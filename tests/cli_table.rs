use assert_cmd::Command;
use predicates::prelude::*;
use serde_json::{json, Value};
use std::path::{Path, PathBuf};
use tempfile::TempDir;

fn creature(id: u32, name: &str, types: &[&str], power: u32) -> Value {
    json!({
        "id": id,
        "name": name,
        "type": types,
        "hp": power,
        "attack": 0,
        "defense": 0,
        "special_attack": 0,
        "special_defense": 0,
        "speed": 0,
    })
}

/// Twelve records, id N with power 100 * N, plus a few named ones.
fn write_dataset(dir: &Path) -> PathBuf {
    let mut records: Vec<Value> = (1..=12)
        .map(|id| creature(id, &format!("Creature {}", id), &["Normal"], 100 * id))
        .collect();
    records.push(creature(13, "Charmander", &["Fire"], 309));
    records.push(creature(14, "Charizard", &["Fire", "Flying"], 534));

    let path = dir.join("pokemon.json");
    std::fs::write(&path, serde_json::to_string(&records).unwrap()).unwrap();
    path
}

fn statdex(home: &TempDir) -> Command {
    let mut cmd = Command::cargo_bin("statdex").unwrap();
    cmd.env("STATDEX_HOME", home.path())
        .env_remove("STATDEX_LOG")
        .current_dir(home.path())
        .arg("--no-color");
    cmd
}

fn list_json(home: &TempDir, args: &[&str]) -> Value {
    let output = statdex(home)
        .arg("list")
        .arg("--json")
        .args(args)
        .output()
        .unwrap();
    assert!(output.status.success());
    serde_json::from_slice(&output.stdout).unwrap()
}

#[test]
fn default_command_lists_first_page_from_working_directory() {
    let home = tempfile::tempdir().unwrap();
    write_dataset(home.path());

    statdex(&home)
        .assert()
        .success()
        .stdout(predicate::str::contains("Creature 1"))
        .stdout(predicate::str::contains("1-5 of 14"))
        .stdout(predicate::str::contains("Page 1 of 3"))
        .stdout(predicate::str::contains("Min Power: 100"))
        .stdout(predicate::str::contains("Max Power: 500"));
}

#[test]
fn search_is_case_insensitive() {
    let home = tempfile::tempdir().unwrap();
    write_dataset(home.path());

    let view = list_json(&home, &["--search", "CHAR"]);
    let names: Vec<&str> = view["rows"]
        .as_array()
        .unwrap()
        .iter()
        .map(|r| r["name"].as_str().unwrap())
        .collect();
    assert_eq!(names, vec!["Charmander", "Charizard"]);
    assert_eq!(view["power_range"], json!({"min": 309, "max": 534}));
}

#[test]
fn last_page_reports_padding() {
    let home = tempfile::tempdir().unwrap();
    let data = write_dataset(home.path());

    let view = list_json(
        &home,
        &["--data", data.to_str().unwrap(), "--min-power", "100", "--page", "3"],
    );
    assert_eq!(view["total_filtered"], 14);
    assert_eq!(view["rows"].as_array().unwrap().len(), 4);
    assert_eq!(view["empty_row_count"], 1);
    assert_eq!(view["page_index"], 2);
}

#[test]
fn page_past_the_end_is_clamped() {
    let home = tempfile::tempdir().unwrap();
    write_dataset(home.path());

    let view = list_json(&home, &["--page", "99"]);
    assert_eq!(view["page_index"], 2);
    assert_eq!(view["page_count"], 3);
}

#[test]
fn page_size_all_shows_everything() {
    let home = tempfile::tempdir().unwrap();
    write_dataset(home.path());

    let view = list_json(&home, &["--page-size", "all"]);
    assert_eq!(view["rows"].as_array().unwrap().len(), 14);
    assert_eq!(view["empty_row_count"], 0);
    assert_eq!(view["page_count"], 1);
    assert_eq!(view["page_size"], "all");
}

#[test]
fn empty_result_has_no_power_range() {
    let home = tempfile::tempdir().unwrap();
    write_dataset(home.path());

    let view = list_json(&home, &["--min-power", "100000"]);
    assert_eq!(view["power_range"], Value::Null);
    assert_eq!(view["page_count"], 0);

    statdex(&home)
        .args(["list", "--min-power", "100000"])
        .assert()
        .success()
        .stdout(predicate::str::contains("Min Power: -"))
        .stdout(predicate::str::contains("No records match."));
}

#[test]
fn non_numeric_threshold_warns_and_shows_all() {
    let home = tempfile::tempdir().unwrap();
    write_dataset(home.path());

    statdex(&home)
        .args(["list", "--json", "--min-power", "lots"])
        .assert()
        .success()
        .stdout(predicate::str::contains("\"total_filtered\": 14"))
        .stderr(predicate::str::contains("'lots' is not a number"));
}

#[test]
fn missing_data_file_gives_empty_table() {
    let home = tempfile::tempdir().unwrap();

    statdex(&home)
        .args(["list", "--data", "nowhere.json"])
        .assert()
        .success()
        .stdout(predicate::str::contains("Could not load records"))
        .stdout(predicate::str::contains("0-0 of 0"));
}

#[test]
fn malformed_records_are_skipped() {
    let home = tempfile::tempdir().unwrap();
    let records = json!([
        creature(1, "Bulbasaur", &["Grass"], 318),
        {"id": 2, "name": "Ivysaur", "type": ["Grass"]},
        creature(1, "Bulbasaur again", &["Grass"], 1),
    ]);
    std::fs::write(home.path().join("pokemon.json"), records.to_string()).unwrap();

    statdex(&home)
        .arg("list")
        .assert()
        .success()
        .stdout(predicate::str::contains("Skipped 2 malformed record(s)"))
        .stdout(predicate::str::contains("1-1 of 1"))
        .stdout(predicate::str::contains("Bulbasaur again").not());
}

#[test]
fn config_set_and_get() {
    let home = tempfile::tempdir().unwrap();

    statdex(&home)
        .args(["config", "page-size", "10"])
        .assert()
        .success()
        .stdout(predicate::str::contains("page-size set to 10"));

    statdex(&home)
        .args(["config", "page-size"])
        .assert()
        .success()
        .stdout(predicate::str::diff("10\n"));

    statdex(&home)
        .arg("config")
        .assert()
        .success()
        .stdout(predicate::str::contains("page-size = 10"))
        .stdout(predicate::str::contains("data-file = pokemon.json"));

    write_dataset(home.path());
    let view = list_json(&home, &[]);
    assert_eq!(view["rows"].as_array().unwrap().len(), 10);
}

#[test]
fn config_rejects_bad_input() {
    let home = tempfile::tempdir().unwrap();

    statdex(&home)
        .args(["config", "page-size", "0"])
        .assert()
        .success()
        .stdout(predicate::str::contains("Invalid page size"));

    statdex(&home)
        .args(["config", "colour", "red"])
        .assert()
        .success()
        .stdout(predicate::str::contains("Unknown config key: colour"));

    assert!(!home.path().join("config.json").exists());
}

#[test]
fn browse_reads_events_from_stdin() {
    let home = tempfile::tempdir().unwrap();
    write_dataset(home.path());

    statdex(&home)
        .arg("browse")
        .write_stdin("next\nnext\nnext\nsearch char\nsize all\nquit\n")
        .assert()
        .success()
        .stdout(predicate::str::contains("6-10 of 14"))
        .stdout(predicate::str::contains("11-14 of 14"))
        .stdout(predicate::str::contains("Page 3 of 3"))
        .stdout(predicate::str::contains("1-2 of 2"))
        .stdout(predicate::str::contains("Rows per page: all"));
}

#[test]
fn invalid_page_size_flag_fails() {
    let home = tempfile::tempdir().unwrap();

    statdex(&home)
        .args(["list", "--page-size", "zero"])
        .assert()
        .failure()
        .stderr(predicate::str::contains("Invalid page size"));
}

________________________

_WHAT IS BEING ASKED_: Please reproduce each entry exactly as it appears.

_WRITTEN RESPONSE_:
filename tests/cli_table.rs
use assert_cmd::Command;
use predicates::prelude::*;
use serde_json::{json, Value};
use std::path::{Path, PathBuf};
use tempfile::TempDir;

fn creature(id: u32, name: &str, types: &[&str], power: u32) -> Value {
    json!({
        "id": id,
        "name": name,
        "type": types,
        "hp": power,
        "attack": 0,
        "defense": 0,
        "special_attack": 0,
        "special_defense": 0,
        "speed": 0,
    })
}

/// Twelve records, id N with power 100 * N, plus a few named ones.
fn write_dataset(dir: &Path) -> PathBuf {
    let mut records: Vec<Value> = (1..=12)
        .map(|id| creature(id, &format!("Creature {}", id), &["Normal"], 100 * id))
        .collect();
    records.push(creature(13, "Charmander", &["Fire"], 309));
    records.push(creature(14, "Charizard", &["Fire", "Flying"], 534));

    let path = dir.join("pokemon.json");
    std::fs::write(&path, serde_json::to_string(&records).unwrap()).unwrap();
    path
}

fn statdex(home: &TempDir) -> Command {
    let mut cmd = Command::cargo_bin("statdex").unwrap();
    cmd.env("STATDEX_HOME", home.path())
        .env_remove("STATDEX_LOG")
        .current_dir(home.path())
        .arg("--no-color");
    cmd
}

fn list_json(home: &TempDir, args: &[&str]) -> Value {
    let output = statdex(home)
        .arg("list")
        .arg("--json")
        .args(args)
        .output()
        .unwrap();
    assert!(output.status.success());
    serde_json::from_slice(&output.stdout).unwrap()
}

#[test]
fn default_command_lists_first_page_from_working_directory() {
    let home = tempfile::tempdir().unwrap();
    write_dataset(home.path());

    statdex(&home)
        .assert()
        .success()
        .stdout(predicate::str::contains("Creature 1"))
        .stdout(predicate::str::contains("1-5 of 14"))
        .stdout(predicate::str::contains("Page 1 of 3"))
        .stdout(predicate::str::contains("Min Power: 100"))
        .stdout(predicate::str::contains("Max Power: 500"));
}

#[test]
fn search_is_case_insensitive() {
    let home = tempfile::tempdir().unwrap();
    write_dataset(home.path());

    let view = list_json(&home, &["--search", "CHAR"]);
    let names: Vec<&str> = view["rows"]
        .as_array()
        .unwrap()
        .iter()
        .map(|r| r["name"].as_str().unwrap())
        .collect();
    assert_eq!(names, vec!["Charmander", "Charizard"]);
    assert_eq!(view["power_range"], json!({"min": 309, "max": 534}));
}

#[test]
fn last_page_reports_padding() {
    let home = tempfile::tempdir().unwrap();
    let data = write_dataset(home.path());

    let view = list_json(
        &home,
        &["--data", data.to_str().unwrap(), "--min-power", "100", "--page", "3"],
    );
    assert_eq!(view["total_filtered"], 14);
    assert_eq!(view["rows"].as_array().unwrap().len(), 4);
    assert_eq!(view["empty_row_count"], 1);
    assert_eq!(view["page_index"], 2);
}

#[test]
fn page_past_the_end_is_clamped() {
    let home = tempfile::tempdir().unwrap();
    write_dataset(home.path());

    let view = list_json(&home, &["--page", "99"]);
    assert_eq!(view["page_index"], 2);
    assert_eq!(view["page_count"], 3);
}

#[test]
fn page_size_all_shows_everything() {
    let home = tempfile::tempdir().unwrap();
    write_dataset(home.path());

    let view = list_json(&home, &["--page-size", "all"]);
    assert_eq!(view["rows"].as_array().unwrap().len(), 14);
    assert_eq!(view["empty_row_count"], 0);
    assert_eq!(view["page_count"], 1);
    assert_eq!(view["page_size"], "all");
}

#[test]
fn empty_result_has_no_power_range() {
    let home = tempfile::tempdir().unwrap();
    write_dataset(home.path());

    let view = list_json(&home, &["--min-power", "100000"]);
    assert_eq!(view["power_range"], Value::Null);
    assert_eq!(view["page_count"], 0);

    statdex(&home)
        .args(["list", "--min-power", "100000"])
        .assert()
        .success()
        .stdout(predicate::str::contains("Min Power: -"))
        .stdout(predicate::str::contains("No records match."));
}

#[test]
fn non_numeric_threshold_warns_and_shows_all() {
    let home = tempfile::tempdir().unwrap();
    write_dataset(home.path());

    statdex(&home)
        .args(["list", "--json", "--min-power", "lots"])
        .assert()
        .success()
        .stdout(predicate::str::contains("\"total_filtered\": 14"))
        .stderr(predicate::str::contains("'lots' is not a number"));
}

#[test]
fn missing_data_file_gives_empty_table() {
    let home = tempfile::tempdir().unwrap();

    statdex(&home)
        .args(["list", "--data", "nowhere.json"])
        .assert()
        .success()
        .stdout(predicate::str::contains("Could not load records"))
        .stdout(predicate::str::contains("0-0 of 0"));
}

#[test]
fn malformed_records_are_skipped() {
    let home = tempfile::tempdir().unwrap();
    let records = json!([
        creature(1, "Bulbasaur", &["Grass"], 318),
        {"id": 2, "name": "Ivysaur", "type": ["Grass"]},
        creature(1, "Bulbasaur again", &["Grass"], 1),
    ]);
    std::fs::write(home.path().join("pokemon.json"), records.to_string()).unwrap();

    statdex(&home)
        .arg("list")
        .assert()
        .success()
        .stdout(predicate::str::contains("Skipped 2 malformed record(s)"))
        .stdout(predicate::str::contains("1-1 of 1"))
        .stdout(predicate::str::contains("Bulbasaur again").not());
}

#[test]
fn config_set_and_get() {
    let home = tempfile::tempdir().unwrap();

    statdex(&home)
        .args(["config", "page-size", "10"])
        .assert()
        .success()
        .stdout(predicate::str::contains("page-size set to 10"));

    statdex(&home)
        .args(["config", "page-size"])
        .assert()
        .success()
        .stdout(predicate::str::diff("10\n"));

    statdex(&home)
        .arg("config")
        .assert()
        .success()
        .stdout(predicate::str::contains("page-size = 10"))
        .stdout(predicate::str::contains("data-file = pokemon.json"));

    write_dataset(home.path());
    let view = list_json(&home, &[]);
    assert_eq!(view["rows"].as_array().unwrap().len(), 10);
}

#[test]
fn config_rejects_bad_input() {
    let home = tempfile::tempdir().unwrap();

    statdex(&home)
        .args(["config", "page-size", "0"])
        .assert()
        .success()
        .stdout(predicate::str::contains("Invalid page size"));

    statdex(&home)
        .args(["config", "colour", "red"])
        .assert()
        .success()
        .stdout(predicate::str::contains("Unknown config key: colour"));

    assert!(!home.path().join("config.json").exists());
}

#[test]
fn browse_reads_events_from_stdin() {
    let home = tempfile::tempdir().unwrap();
    write_dataset(home.path());

    statdex(&home)
        .arg("browse")
        .write_stdin("next\nnext\nnext\nsearch char\nsize all\nquit\n")
        .assert()
        .success()
        .stdout(predicate::str::contains("6-10 of 14"))
        .stdout(predicate::str::contains("11-14 of 14"))
        .stdout(predicate::str::contains("Page 3 of 3"))
        .stdout(predicate::str::contains("1-2 of 2"))
        .stdout(predicate::str::contains("Rows per page: all"));
}

#[test]
fn invalid_page_size_flag_fails() {
    let home = tempfile::tempdir().unwrap();

    statdex(&home)
        .args(["list", "--page-size", "zero"])
        .assert()
        .failure()
        .stderr(predicate::str::contains("Invalid page size"));
}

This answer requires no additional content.